En juin 2013, la Commission a commencé à enquêter sur les pratiques de sept Etats membres en matière de rescrits fiscaux, elle étendit, dès décembre 2014, ses investigations à l’ensemble des Etats membres de l’UE. A cet effet, elle a collecté de nombreuses informations – générales mais aussi nominatives – sur les décisions fiscales anticipatives émises entre 2010 à 2013 par leurs autorités. C’est sur cette base qu’elle demanda par la suite la communication de certaines d’entre elles.

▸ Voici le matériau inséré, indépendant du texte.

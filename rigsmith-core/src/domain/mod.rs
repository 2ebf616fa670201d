//! Domain types for Rigsmith

pub mod budget;
pub mod build;
pub mod category;
pub mod part;

pub use budget::{Budget, InvalidBudgetError};
pub use build::{projected_cost, Build, BuildWarning};
pub use category::{Category, UnknownCategory};
pub use part::{normalize_key, Feature, PartRecord, UnknownFeature};
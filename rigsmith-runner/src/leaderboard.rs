//! Build leaderboard: bounded, sorted by score.
//!
//! Holds the top N scored builds of one sampling run. Entries carry the trial
//! that produced them so equal scores keep trial order.

use serde::{Deserialize, Serialize};

use rigsmith_core::Build;

/// A single entry in the leaderboard.
#[derive(Debug, Clone, Serialize, Deserialize)]
pub struct LeaderboardEntry {
    pub build: Build,
    pub score: f64,
    pub trial: u64,
}

/// Outcome of an insert operation.
#[derive(Debug, Clone, Copy, PartialEq, Eq)]
pub enum InsertResult {
    /// New entry added to the leaderboard.
    Inserted,
    /// Skipped: board full and not better than the worst, or non-finite score.
    Skipped,
}

/// Top N builds ranked by score, best first.
#[derive(Debug)]
pub struct Leaderboard {
    entries: Vec<LeaderboardEntry>,
    max_size: usize,
}

impl Leaderboard {
    pub fn new(max_size: usize) -> Self {
        Self {
            entries: Vec::with_capacity(max_size.min(1024)),
            max_size,
        }
    }

    /// Insert an entry. Returns the outcome.
    ///
    /// Entries must arrive in trial order: an entry that only ties the worst
    /// one of a full board is skipped, so earlier trials win ties.
    pub fn insert(&mut self, entry: LeaderboardEntry) -> InsertResult {
        if !entry.score.is_finite() {
            return InsertResult::Skipped;
        }

        if self.entries.len() < self.max_size {
            self.entries.push(entry);
            self.sort_entries();
            InsertResult::Inserted
        } else if let Some(worst) = self.entries.last() {
            if entry.score > worst.score {
                self.entries.pop();
                self.entries.push(entry);
                self.sort_entries();
                InsertResult::Inserted
            } else {
                InsertResult::Skipped
            }
        } else {
            // max_size 0
            InsertResult::Skipped
        }
    }

    pub fn entries(&self) -> &[LeaderboardEntry] {
        &self.entries
    }

    pub fn len(&self) -> usize {
        self.entries.len()
    }

    pub fn is_empty(&self) -> bool {
        self.entries.is_empty()
    }

    /// Ranked builds, best first.
    pub fn into_builds(self) -> Vec<Build> {
        self.entries.into_iter().map(|e| e.build).collect()
    }

    fn sort_entries(&mut self) {
        // Stable: equal scores stay in insertion order.
        self.entries.sort_by(|a, b| {
            b.score
                .partial_cmp(&a.score)
                .unwrap_or(std::cmp::Ordering::Equal)
        });
    }
}

// ─── Tests ───────────────────────────────────────────────────────────

#[cfg(test)]
mod tests {
    use super::*;
    use rigsmith_core::Budget;
    use std::collections::BTreeMap;

    fn make_entry(score: f64, trial: u64) -> LeaderboardEntry {
        let budget = Budget::new(1000.0).unwrap();
        let build = Build::new(format!("Sample #{trial}"), budget, BTreeMap::new()).with_score(score);
        LeaderboardEntry { build, score, trial }
    }

    fn trials(lb: &Leaderboard) -> Vec<u64> {
        lb.entries().iter().map(|e| e.trial).collect()
    }

    #[test]
    fn sorted_descending() {
        let mut lb = Leaderboard::new(10);
        lb.insert(make_entry(0.5, 0));
        lb.insert(make_entry(2.0, 1));
        lb.insert(make_entry(1.0, 2));
        assert_eq!(trials(&lb), vec![1, 2, 0]);
    }

    #[test]
    fn bounded_size_evicts_worst() {
        let mut lb = Leaderboard::new(2);
        assert_eq!(lb.insert(make_entry(1.0, 0)), InsertResult::Inserted);
        assert_eq!(lb.insert(make_entry(2.0, 1)), InsertResult::Inserted);
        assert_eq!(lb.insert(make_entry(3.0, 2)), InsertResult::Inserted);
        assert_eq!(lb.insert(make_entry(0.5, 3)), InsertResult::Skipped);
        assert_eq!(trials(&lb), vec![2, 1]);
    }

    #[test]
    fn ties_keep_earlier_trial() {
        let mut lb = Leaderboard::new(2);
        lb.insert(make_entry(1.0, 0));
        lb.insert(make_entry(1.0, 1));
        assert_eq!(lb.insert(make_entry(1.0, 2)), InsertResult::Skipped);
        assert_eq!(trials(&lb), vec![0, 1]);
    }

    #[test]
    fn rejects_non_finite() {
        let mut lb = Leaderboard::new(3);
        assert_eq!(lb.insert(make_entry(f64::NAN, 0)), InsertResult::Skipped);
        assert_eq!(lb.insert(make_entry(f64::INFINITY, 1)), InsertResult::Skipped);
        assert!(lb.is_empty());
    }

    #[test]
    fn zero_capacity_holds_nothing() {
        let mut lb = Leaderboard::new(0);
        assert_eq!(lb.insert(make_entry(1.0, 0)), InsertResult::Skipped);
        assert!(lb.into_builds().is_empty());
    }
}
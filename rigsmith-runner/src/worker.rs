//! Background assembly worker.
//!
//! Owns an [`Engine`] on its own thread and answers [`WorkerCommand`]s over
//! `mpsc` channels, so a single-threaded caller (CLI, UI loop) never blocks
//! on assembly. A failed command is answered with
//! [`WorkerResponse::Failed`]; the worker keeps running.

use std::sync::mpsc::{self, Receiver, Sender};
use std::thread::{self, JoinHandle};

use rigsmith_core::{Build, Scenario};

use crate::engine::Engine;
use crate::sampling::{SamplingConfig, SamplingReport};

/// Commands sent from the caller to the worker.
#[derive(Debug, Clone)]
pub enum WorkerCommand {
    Tiers {
        budget: f64,
    },
    Smart {
        scenario: Scenario,
        budget: f64,
        /// Also score the smart build with the scenario's model.
        score: bool,
    },
    Sample {
        scenario: Scenario,
        budget: f64,
        /// Engine defaults when `None`.
        config: Option<SamplingConfig>,
    },
    Shutdown,
}

/// Responses sent from the worker back to the caller.
#[derive(Debug, Clone)]
pub enum WorkerResponse {
    Tiers {
        builds: Vec<Build>,
    },
    Smart {
        build: Box<Build>,
    },
    Sampled {
        report: Box<SamplingReport>,
    },
    Failed {
        command: &'static str,
        error: String,
    },
}

/// Caller-side handle: the command sender, the response receiver and the
/// thread handle.
pub struct AssemblyWorker {
    tx: Sender<WorkerCommand>,
    rx: Receiver<WorkerResponse>,
    handle: Option<JoinHandle<()>>,
}

impl AssemblyWorker {
    /// Move `engine` onto a new worker thread.
    pub fn spawn(engine: Engine) -> std::io::Result<Self> {
        let (cmd_tx, cmd_rx) = mpsc::channel();
        let (resp_tx, resp_rx) = mpsc::channel();
        let handle = spawn_worker(engine, cmd_rx, resp_tx)?;
        Ok(Self {
            tx: cmd_tx,
            rx: resp_rx,
            handle: Some(handle),
        })
    }

    /// Queue a command. `false` when the worker has already stopped.
    pub fn send(&self, cmd: WorkerCommand) -> bool {
        self.tx.send(cmd).is_ok()
    }

    /// Block for the next response. `None` once the worker has stopped.
    pub fn recv(&self) -> Option<WorkerResponse> {
        self.rx.recv().ok()
    }

    /// Next response if one is ready.
    pub fn try_recv(&self) -> Option<WorkerResponse> {
        self.rx.try_recv().ok()
    }

    /// Send a command and wait for its response.
    pub fn request(&self, cmd: WorkerCommand) -> Option<WorkerResponse> {
        if self.send(cmd) {
            self.recv()
        } else {
            None
        }
    }

    /// Stop the worker and wait for it to exit.
    pub fn shutdown(mut self) {
        self.stop();
    }

    fn stop(&mut self) {
        let _ = self.tx.send(WorkerCommand::Shutdown);
        if let Some(handle) = self.handle.take() {
            if handle.join().is_err() {
                tracing::error!("assembly worker panicked");
            }
        }
    }
}

impl Drop for AssemblyWorker {
    fn drop(&mut self) {
        self.stop();
    }
}

/// Spawn the background worker thread.
pub fn spawn_worker(
    engine: Engine,
    rx: Receiver<WorkerCommand>,
    tx: Sender<WorkerResponse>,
) -> std::io::Result<JoinHandle<()>> {
    thread::Builder::new()
        .name("rigsmith-worker".into())
        .spawn(move || {
            worker_loop(engine, rx, tx);
        })
}

fn worker_loop(engine: Engine, rx: Receiver<WorkerCommand>, tx: Sender<WorkerResponse>) {
    loop {
        match rx.recv() {
            Ok(WorkerCommand::Shutdown) | Err(_) => break,
            Ok(cmd) => {
                let Some(response) = handle_command(&engine, cmd) else {
                    break;
                };
                if tx.send(response).is_err() {
                    break;
                }
            }
        }
    }
    tracing::debug!("assembly worker stopped");
}

fn handle_command(engine: &Engine, cmd: WorkerCommand) -> Option<WorkerResponse> {
    let failed = |command: &'static str, error: String| {
        tracing::warn!(command, %error, "worker command failed");
        WorkerResponse::Failed { command, error }
    };

    let response = match cmd {
        WorkerCommand::Tiers { budget } => match engine.assemble_tiers(budget) {
            Ok(builds) => WorkerResponse::Tiers { builds },
            Err(e) => failed("tiers", e.to_string()),
        },
        WorkerCommand::Smart { scenario, budget, score } => {
            let result = engine.assemble_smart(scenario, budget).and_then(|build| {
                if score {
                    let s = engine.score_build(scenario, &build)?;
                    Ok(build.with_score(s))
                } else {
                    Ok(build)
                }
            });
            match result {
                Ok(build) => WorkerResponse::Smart { build: Box::new(build) },
                Err(e) => failed("smart", e.to_string()),
            }
        }
        WorkerCommand::Sample { scenario, budget, config } => {
            let config = config.unwrap_or_else(|| engine.sampling_config().clone());
            match engine.sample(scenario, budget, &config) {
                Ok(report) => WorkerResponse::Sampled { report: Box::new(report) },
                Err(e) => failed("sample", e.to_string()),
            }
        }
        WorkerCommand::Shutdown => return None, // handled in loop
    };
    Some(response)
}
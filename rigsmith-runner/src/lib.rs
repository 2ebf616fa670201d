//! Rigsmith Runner: assemblers, predictive scoring, catalog loading.
//!
//! This crate builds on `rigsmith-core` to provide:
//! - The tiered rule assembler (Budget / Balanced / Performance)
//! - The scenario smart assembler with its allocation fallback chain
//! - The stochastic sampling assembler and its bounded leaderboard
//! - The predictive scorer boundary, linear reference model and registry
//! - CSV catalog loading with per-category failure records
//! - TOML engine configuration
//! - The `Engine` facade and a background assembly worker

pub mod config;
pub mod engine;
pub mod error;
pub mod leaderboard;
pub mod loader;
pub mod predictor;
pub mod sampling;
pub mod smart;
pub mod tiered;
pub mod worker;

pub use config::{ConfigError, EngineConfig, TablesOverride};
pub use engine::{Engine, EngineError};
pub use error::AssemblyError;
pub use leaderboard::{InsertResult, Leaderboard, LeaderboardEntry};
pub use loader::{load_catalog, parse_category, LoadError, LoadOptions};
pub use predictor::{LinearScorer, ModelError, PredictionError, PredictiveScorer, ScorerRegistry};
pub use sampling::{assemble_by_sampling, run_sampling, SamplingConfig, SamplingReport};
pub use smart::assemble_smart;
pub use tiered::{assemble_tier, assemble_tiers, Tier};
pub use worker::{AssemblyWorker, WorkerCommand, WorkerResponse};
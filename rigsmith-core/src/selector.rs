//! Weighted selector: pick the single best candidate by weighted,
//! normalized feature score.

use crate::domain::{Category, PartRecord};
use crate::normalization::NormalizationRanges;
use crate::scenario::FeatureWeights;

/// Weighted score of one part, or `None` when no weighted feature is present
/// on it.
///
/// Each weighted feature contributes `weight * normalize(value)`; a feature
/// that is missing or non-finite on the part contributes nothing.
pub fn score_part(
    part: &PartRecord,
    weights: &FeatureWeights,
    ranges: &NormalizationRanges,
    category: Category,
) -> Option<f64> {
    let mut total = 0.0;
    let mut scored = false;
    for (feature, weight) in weights.iter() {
        if let Some(value) = part.feature(feature) {
            total += weight * ranges.normalize(category, feature, value);
            scored = true;
        }
    }
    scored.then_some(total)
}

/// Return the top-scoring candidate.
///
/// Ties keep the first candidate in input order. When not a single weighted
/// feature could be scored on any candidate, the cheapest candidate (first
/// on price ties) is returned instead. `None` only for an empty input.
pub fn select_best<'a, I>(
    candidates: I,
    weights: &FeatureWeights,
    ranges: &NormalizationRanges,
    category: Category,
) -> Option<&'a PartRecord>
where
    I: IntoIterator<Item = &'a PartRecord>,
{
    let mut best: Option<(&PartRecord, f64)> = None;
    let mut cheapest: Option<&PartRecord> = None;
    let mut any_scored = false;

    for candidate in candidates {
        if cheapest.map_or(true, |c| candidate.price < c.price) {
            cheapest = Some(candidate);
        }

        let score = match score_part(candidate, weights, ranges, category) {
            Some(s) => {
                any_scored = true;
                s
            }
            None => 0.0,
        };
        if best.map_or(true, |(_, top)| score > top) {
            best = Some((candidate, score));
        }
    }

    if any_scored {
        best.map(|(part, _)| part)
    } else {
        cheapest
    }
}

#[cfg(test)]
mod tests {
    use super::*;
    use crate::catalog::Catalog;
    use crate::domain::Feature;

    fn cpu(name: &str, price: f64, speed: Option<f64>) -> PartRecord {
        let mut p = PartRecord::new(Category::Cpu, name, price);
        p.speed = speed;
        p
    }

    fn setup(parts: Vec<PartRecord>) -> (Catalog, NormalizationRanges) {
        let catalog = Catalog::from_parts(parts);
        let ranges = NormalizationRanges::compute(&catalog);
        (catalog, ranges)
    }

    #[test]
    fn picks_highest_weighted_score() {
        let (catalog, ranges) = setup(vec![
            cpu("slow", 100.0, Some(3.0)),
            cpu("fast", 200.0, Some(5.0)),
        ]);
        let weights = FeatureWeights::new().with(Feature::Speed, 1.0);
        let best = select_best(catalog.parts(Category::Cpu), &weights, &ranges, Category::Cpu);
        assert_eq!(best.unwrap().name, "fast");
    }

    #[test]
    fn negative_price_weight_prefers_cheaper() {
        let (catalog, ranges) = setup(vec![
            cpu("cheap", 100.0, Some(4.0)),
            cpu("pricey", 400.0, Some(4.0)),
        ]);
        let weights = FeatureWeights::new()
            .with(Feature::Speed, 0.3)
            .with(Feature::Price, -0.7);
        let best = select_best(catalog.parts(Category::Cpu), &weights, &ranges, Category::Cpu);
        assert_eq!(best.unwrap().name, "cheap");
    }

    #[test]
    fn ties_keep_first_candidate() {
        let (catalog, ranges) = setup(vec![
            cpu("first", 100.0, Some(4.0)),
            cpu("second", 150.0, Some(4.0)),
        ]);
        let weights = FeatureWeights::new().with(Feature::Speed, 1.0);
        let best = select_best(catalog.parts(Category::Cpu), &weights, &ranges, Category::Cpu);
        assert_eq!(best.unwrap().name, "first");
    }

    #[test]
    fn empty_weights_fall_back_to_cheapest() {
        let parts = vec![cpu("b", 300.0, None), cpu("a", 100.0, None)];
        let ranges = NormalizationRanges::default();
        // Deliberately unsorted input.
        let best = select_best(&parts, &FeatureWeights::new(), &ranges, Category::Cpu);
        assert_eq!(best.unwrap().name, "a");
    }

    #[test]
    fn unmatched_features_fall_back_to_cheapest() {
        let parts = vec![cpu("b", 300.0, None), cpu("a", 100.0, None)];
        let ranges = NormalizationRanges::default();
        let weights = FeatureWeights::new().with(Feature::Vram, 1.0);
        let best = select_best(&parts, &weights, &ranges, Category::Cpu);
        assert_eq!(best.unwrap().name, "a");
    }

    #[test]
    fn missing_feature_contributes_nothing() {
        let (catalog, ranges) = setup(vec![
            cpu("unknown", 100.0, None),
            cpu("known", 100.0, Some(3.0)),
        ]);
        let weights = FeatureWeights::new().with(Feature::Speed, 1.0);
        // Single speed value gives a degenerate range -> 0.5 * 1.0 beats 0.0.
        let best = select_best(catalog.parts(Category::Cpu), &weights, &ranges, Category::Cpu);
        assert_eq!(best.unwrap().name, "known");
        assert_eq!(
            score_part(&catalog.parts(Category::Cpu)[0], &weights, &ranges, Category::Cpu),
            None
        );
    }

    #[test]
    fn empty_candidates_yield_none() {
        let ranges = NormalizationRanges::default();
        let none: Vec<PartRecord> = Vec::new();
        assert!(select_best(&none, &FeatureWeights::new(), &ranges, Category::Cpu).is_none());
    }

    #[test]
    fn selection_is_idempotent() {
        let (catalog, ranges) = setup(vec![
            cpu("a", 120.0, Some(3.2)),
            cpu("b", 180.0, Some(4.1)),
            cpu("c", 260.0, Some(4.8)),
        ]);
        let weights = FeatureWeights::new()
            .with(Feature::Speed, 0.6)
            .with(Feature::Price, -0.4);
        let first = select_best(catalog.parts(Category::Cpu), &weights, &ranges, Category::Cpu);
        let second = select_best(catalog.parts(Category::Cpu), &weights, &ranges, Category::Cpu);
        assert_eq!(first, second);
    }
}
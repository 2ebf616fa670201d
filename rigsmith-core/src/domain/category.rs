//! Category: the fixed set of slots a build fills.

use serde::{Deserialize, Serialize};
use std::fmt;
use std::str::FromStr;
use thiserror::Error;

/// One slot in a build. Declaration order is the catalog order used by the
/// tiered assembler.
#[derive(Debug, Clone, Copy, PartialEq, Eq, PartialOrd, Ord, Hash, Serialize, Deserialize)]
pub enum Category {
    #[serde(rename = "CPU")]
    Cpu,
    #[serde(rename = "GPU")]
    Gpu,
    Mainboard,
    Memory,
    Storage,
    PowerSupply,
    Case,
    Cooler,
}

#[derive(Debug, Clone, PartialEq, Eq, Error)]
#[error("unknown category: '{0}'")]
pub struct UnknownCategory(pub String);

impl Category {
    /// All categories in catalog-declaration order.
    pub const ALL: [Category; 8] = [
        Category::Cpu,
        Category::Gpu,
        Category::Mainboard,
        Category::Memory,
        Category::Storage,
        Category::PowerSupply,
        Category::Case,
        Category::Cooler,
    ];

    /// Categories filled after processor and mainboard, in priority order.
    pub const SECONDARY: [Category; 6] = [
        Category::Gpu,
        Category::Memory,
        Category::Storage,
        Category::PowerSupply,
        Category::Case,
        Category::Cooler,
    ];

    /// Categories a scenario build cannot ship without.
    pub const CORE: [Category; 6] = [
        Category::Cpu,
        Category::Mainboard,
        Category::Memory,
        Category::Gpu,
        Category::Storage,
        Category::PowerSupply,
    ];

    pub fn as_str(&self) -> &'static str {
        match self {
            Self::Cpu => "CPU",
            Self::Gpu => "GPU",
            Self::Mainboard => "Mainboard",
            Self::Memory => "Memory",
            Self::Storage => "Storage",
            Self::PowerSupply => "PowerSupply",
            Self::Case => "Case",
            Self::Cooler => "Cooler",
        }
    }

    pub fn is_core(&self) -> bool {
        Self::CORE.contains(self)
    }
}

impl fmt::Display for Category {
    fn fmt(&self, f: &mut fmt::Formatter<'_>) -> fmt::Result {
        f.write_str(self.as_str())
    }
}

impl FromStr for Category {
    type Err = UnknownCategory;

    /// Accepts canonical names plus the common retail aliases
    /// (`motherboard`, `ram`, `psu`, `processor`, ...).
    fn from_str(s: &str) -> Result<Self, Self::Err> {
        let key: String = s
            .chars()
            .filter(|c| !matches!(c, ' ' | '_' | '-'))
            .flat_map(char::to_lowercase)
            .collect();
        match key.as_str() {
            "cpu" | "processor" => Ok(Self::Cpu),
            "gpu" | "graphics" | "videocard" => Ok(Self::Gpu),
            "mainboard" | "motherboard" => Ok(Self::Mainboard),
            "memory" | "ram" => Ok(Self::Memory),
            "storage" | "disk" => Ok(Self::Storage),
            "powersupply" | "psu" => Ok(Self::PowerSupply),
            "case" | "chassis" => Ok(Self::Case),
            "cooler" | "cpucooler" => Ok(Self::Cooler),
            _ => Err(UnknownCategory(s.to_string())),
        }
    }
}

#[cfg(test)]
mod tests {
    use super::*;

    #[test]
    fn declaration_order_matches_all() {
        let mut sorted = Category::ALL;
        sorted.sort();
        assert_eq!(sorted, Category::ALL);
    }

    #[test]
    fn parses_aliases() {
        assert_eq!("Motherboard".parse::<Category>().unwrap(), Category::Mainboard);
        assert_eq!("RAM".parse::<Category>().unwrap(), Category::Memory);
        assert_eq!("psu".parse::<Category>().unwrap(), Category::PowerSupply);
        assert_eq!("power_supply".parse::<Category>().unwrap(), Category::PowerSupply);
        assert!("monitor".parse::<Category>().is_err());
    }

    #[test]
    fn case_and_cooler_are_not_core() {
        assert!(!Category::Case.is_core());
        assert!(!Category::Cooler.is_core());
        assert!(Category::Gpu.is_core());
    }

    #[test]
    fn serializes_with_display_names() {
        let json = serde_json::to_string(&Category::Cpu).unwrap();
        assert_eq!(json, "\"CPU\"");
        let back: Category = serde_json::from_str("\"PowerSupply\"").unwrap();
        assert_eq!(back, Category::PowerSupply);
    }
}
// ─── Tests ───────────────────────────────────────────────────────────

#[cfg(test)]
mod tests {
    use super::*;
    use crate::predictor::LinearScorer;
    use rigsmith_core::Feature;

    fn catalog() -> Catalog {
        let mut parts = Vec::new();
        for i in 0..4 {
            parts.push(
                PartRecord::new(Category::Cpu, format!("cpu-{i}"), 100.0 + 50.0 * i as f64)
                    .with_socket(if i % 2 == 0 { "AM5" } else { "LGA1700" })
                    .with_feature(Feature::Speed, 3.0 + i as f64 * 0.4)
                    .with_feature(Feature::CoreCount, 4.0 + 2.0 * i as f64),
            );
            parts.push(
                PartRecord::new(Category::Mainboard, format!("board-{i}"), 80.0 + 20.0 * i as f64)
                    .with_socket(if i % 2 == 0 { "AM5" } else { "LGA1700" }),
            );
        }
        for category in Category::SECONDARY {
            for i in 0..3 {
                parts.push(
                    PartRecord::new(category, format!("{category}-{i}"), 30.0 + 40.0 * i as f64)
                        .with_feature(Feature::Vram, 4.0 * (i + 1) as f64)
                        .with_feature(Feature::Size, 8.0 * (i + 1) as f64)
                        .with_feature(Feature::Space, 500.0 * (i + 1) as f64),
                );
            }
        }
        Catalog::from_parts(parts)
    }

    fn config(sample_count: usize) -> SamplingConfig {
        SamplingConfig {
            sample_count,
            ..SamplingConfig::default()
        }
    }

    #[test]
    fn zero_samples_is_empty_not_error() {
        let scorer = LinearScorer::heuristic(Scenario::Gaming);
        let builds = assemble_by_sampling(&Catalog::new(), &scorer, Scenario::Gaming, 1000.0, &config(0)).unwrap();
        assert!(builds.is_empty());
    }

    #[test]
    fn results_sorted_and_bounded() {
        let scorer = LinearScorer::heuristic(Scenario::Gaming);
        let report = run_sampling(&catalog(), &scorer, Scenario::Gaming, 1200.0, &config(40)).unwrap();
        assert_eq!(report.trials, 40);
        assert_eq!(
            report.scored + report.aborted + report.over_budget + report.scoring_failures,
            40
        );
        assert!(report.builds.len() <= 3);
        let scores: Vec<f64> = report.builds.iter().map(|b| b.score.unwrap()).collect();
        assert!(scores.windows(2).all(|w| w[0] >= w[1]));
        for build in &report.builds {
            assert!(build.cost <= 1200.0);
            assert_eq!(
                build.part(Category::Cpu).unwrap().socket,
                build.part(Category::Mainboard).unwrap().socket
            );
        }
    }

    #[test]
    fn negative_scores_clamped_to_zero() {
        let scorer = |_: &FeatureVector| -> Result<f64, PredictionError> { Ok(-5.0) };
        let builds = assemble_by_sampling(&catalog(), &scorer, Scenario::HomeOffice, 2000.0, &config(10)).unwrap();
        assert!(!builds.is_empty());
        assert!(builds.iter().all(|b| b.score == Some(0.0)));
    }

    #[test]
    fn affordability_agrees_with_build_cost() {
        // 0.6 - 0.07 leaves exactly 0.53, but 0.07 + 0.53 > 0.6
        let catalog = Catalog::from_parts(Category::ALL.into_iter().flat_map(|c| match c {
            Category::Cpu => vec![PartRecord::new(c, "cpu", 0.07).with_socket("AM5")],
            Category::Mainboard => vec![PartRecord::new(c, "board", 0.0).with_socket("AM5")],
            Category::Gpu => vec![PartRecord::new(c, "gpu-fits", 0.5), PartRecord::new(c, "gpu-edge", 0.53)],
            _ => vec![PartRecord::new(c, "free", 0.0)],
        }));
        let scorer = |_: &FeatureVector| -> Result<f64, PredictionError> { Ok(1.0) };
        let report = run_sampling(&catalog, &scorer, Scenario::Gaming, 0.6, &config(30)).unwrap();
        assert_eq!(report.over_budget, 0);
        assert_eq!(report.scored, 30);
        for build in &report.builds {
            assert_eq!(build.part(Category::Gpu).unwrap().name, "gpu-fits");
            assert!(!build.is_over_budget());
        }
    }

    #[test]
    fn tight_budget_discards_overruns() {
        let scorer = LinearScorer::heuristic(Scenario::Gaming);
        // cheapest possible build: 100 + 80 + 6 * 30 = 360
        let report = run_sampling(&catalog(), &scorer, Scenario::Gaming, 300.0, &config(20)).unwrap();
        assert!(report.builds.is_empty());
        assert_eq!(report.over_budget, 20);
    }

    #[test]
    fn report_serializes_with_scenario_and_counters() {
        let scorer = LinearScorer::heuristic(Scenario::Workstation);
        let report = run_sampling(&catalog(), &scorer, Scenario::Workstation, 1500.0, &config(5)).unwrap();
        let json = serde_json::to_value(&report).unwrap();
        assert_eq!(json["scenario"], "Workstation");
        assert_eq!(json["trials"], 5);
        assert!(json["finished_at"].is_string());
    }

    #[test]
    fn panic_message_extracts_strings() {
        let payload = catch_unwind(|| {
            panic!("boom");
        })
        .unwrap_err();
        assert_eq!(panic_message(&*payload), "boom");
    }
}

Elle examine aujourd’hui plus de 1 000 rescrits fiscaux examinés. Si, pour le moment, la Commission n’a clos que quatre enquêtes par des décisions ordonnant la récupération d’aide d’Etat fiscales (à l’encontre d’Apple, de Starbucks, de Fiat et de plusieurs sociétés bénéficiaires du régime sur les bénéfices excédentaires belges) elle en a ouvert d’autres récemment. Rappelons que la dite récupération se fait auprès de l’entreprise ayant bénéficié des aides d’Etat – illégales – et ce au cours des dix dernières années.

A ce stade, deux remarques peuvent être formulées. En premier lieu, il apparaît que la Commission, recherche non seulement les rescrits fiscaux qui, selon elle, dérogent aux règles fiscales généralement applicables, mais aussi ceux qui caractérisent des régimes d’aides d’Etat (par exemple le régime des bénéfices excédentaires belge, le régime des rescrits à Gibraltar…). En deuxième lieu, la Commission semble s’intéresser essentiellement à la validation d’une part, de prix de transfert ou de méthode de répartition de bénéfices non conformes à la réalité économique (uniquement, d’après la DG Concurrence, dans les cas de «violation manifeste» du principe de pleine de concurrence) et d’autre part, d’applications «incohérentes» de la législation nationale entraînant une double non-imposition.

A notre avis, les entreprises devraient s’atteler à l’identification des risques afférents au droit des aides d’Etat, c’est-à-dire à identifier les rulings mais aussi les régimes préférentiels – fussent-ils légaux – dont elles bénéficient ou ont pu bénéficier et ce afin, d’une part, de ne pas être prises au dépourvu en cas d’action de la Commission et, d’autre part, de trouver une solution de sortie.